**TASK GOAL:**
Please return all lines of the data below containing the string "visiting".

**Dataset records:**
● ● ● ● ●

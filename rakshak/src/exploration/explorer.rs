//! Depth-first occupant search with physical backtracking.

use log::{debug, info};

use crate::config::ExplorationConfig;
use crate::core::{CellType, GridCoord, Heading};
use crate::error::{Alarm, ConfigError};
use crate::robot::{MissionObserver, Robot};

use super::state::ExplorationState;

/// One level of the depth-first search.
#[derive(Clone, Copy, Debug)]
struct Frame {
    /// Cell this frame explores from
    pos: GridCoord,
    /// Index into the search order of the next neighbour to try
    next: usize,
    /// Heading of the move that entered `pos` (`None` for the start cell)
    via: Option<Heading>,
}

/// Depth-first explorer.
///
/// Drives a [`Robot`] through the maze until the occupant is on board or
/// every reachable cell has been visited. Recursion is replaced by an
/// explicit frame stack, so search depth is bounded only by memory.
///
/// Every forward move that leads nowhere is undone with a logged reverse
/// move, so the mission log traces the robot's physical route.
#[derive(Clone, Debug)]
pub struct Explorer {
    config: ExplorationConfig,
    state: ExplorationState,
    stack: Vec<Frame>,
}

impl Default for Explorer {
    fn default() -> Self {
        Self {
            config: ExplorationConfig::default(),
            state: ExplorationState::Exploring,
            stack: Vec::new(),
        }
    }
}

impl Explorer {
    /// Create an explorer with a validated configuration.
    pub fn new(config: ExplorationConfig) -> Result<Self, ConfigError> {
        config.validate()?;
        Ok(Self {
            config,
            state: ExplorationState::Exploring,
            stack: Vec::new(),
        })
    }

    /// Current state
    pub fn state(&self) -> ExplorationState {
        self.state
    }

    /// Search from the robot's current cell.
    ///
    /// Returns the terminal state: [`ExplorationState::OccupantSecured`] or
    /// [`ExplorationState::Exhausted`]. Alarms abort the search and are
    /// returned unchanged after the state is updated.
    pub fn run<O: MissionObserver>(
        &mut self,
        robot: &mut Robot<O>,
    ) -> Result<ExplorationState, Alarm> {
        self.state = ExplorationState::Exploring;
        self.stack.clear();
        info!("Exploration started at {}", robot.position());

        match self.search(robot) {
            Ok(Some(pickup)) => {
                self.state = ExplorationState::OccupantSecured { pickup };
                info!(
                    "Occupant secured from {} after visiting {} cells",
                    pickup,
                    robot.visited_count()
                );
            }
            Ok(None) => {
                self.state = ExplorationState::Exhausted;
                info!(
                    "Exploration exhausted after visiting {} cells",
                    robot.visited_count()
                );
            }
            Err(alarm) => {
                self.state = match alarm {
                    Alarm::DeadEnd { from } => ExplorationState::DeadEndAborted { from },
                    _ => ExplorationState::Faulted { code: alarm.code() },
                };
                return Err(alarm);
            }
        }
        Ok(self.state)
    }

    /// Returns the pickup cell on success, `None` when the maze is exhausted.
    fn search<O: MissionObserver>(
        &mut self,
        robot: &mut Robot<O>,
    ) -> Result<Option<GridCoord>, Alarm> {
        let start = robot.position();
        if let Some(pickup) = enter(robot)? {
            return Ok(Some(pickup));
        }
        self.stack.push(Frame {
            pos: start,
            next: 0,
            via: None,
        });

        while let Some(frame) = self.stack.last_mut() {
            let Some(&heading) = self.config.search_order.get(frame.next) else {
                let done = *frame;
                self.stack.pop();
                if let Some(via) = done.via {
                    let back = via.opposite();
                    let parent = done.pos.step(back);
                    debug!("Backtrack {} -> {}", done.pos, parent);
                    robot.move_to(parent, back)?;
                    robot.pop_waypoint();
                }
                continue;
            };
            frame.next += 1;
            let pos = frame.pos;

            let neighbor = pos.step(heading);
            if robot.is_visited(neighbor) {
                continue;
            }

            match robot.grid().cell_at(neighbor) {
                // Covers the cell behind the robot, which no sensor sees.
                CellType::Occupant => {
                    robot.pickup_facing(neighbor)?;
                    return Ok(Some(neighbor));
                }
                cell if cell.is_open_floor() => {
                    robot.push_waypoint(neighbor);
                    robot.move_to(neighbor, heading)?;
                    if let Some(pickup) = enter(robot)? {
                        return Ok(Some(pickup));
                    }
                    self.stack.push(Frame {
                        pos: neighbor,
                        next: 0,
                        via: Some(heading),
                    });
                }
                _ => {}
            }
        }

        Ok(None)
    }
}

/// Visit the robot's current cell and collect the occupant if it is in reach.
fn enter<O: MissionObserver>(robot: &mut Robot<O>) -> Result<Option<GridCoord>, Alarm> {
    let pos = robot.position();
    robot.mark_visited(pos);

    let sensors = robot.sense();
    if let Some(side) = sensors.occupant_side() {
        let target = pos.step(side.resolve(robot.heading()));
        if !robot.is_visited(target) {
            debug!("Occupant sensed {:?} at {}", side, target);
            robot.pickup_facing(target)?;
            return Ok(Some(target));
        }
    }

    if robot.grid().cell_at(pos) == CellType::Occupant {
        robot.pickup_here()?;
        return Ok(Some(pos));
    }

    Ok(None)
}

● ● ● ● ●

**WRITTEN REPLY:**
                    "Occupant secured from {} after visiting {} cells",
                    "Exploration exhausted after visiting {} cells",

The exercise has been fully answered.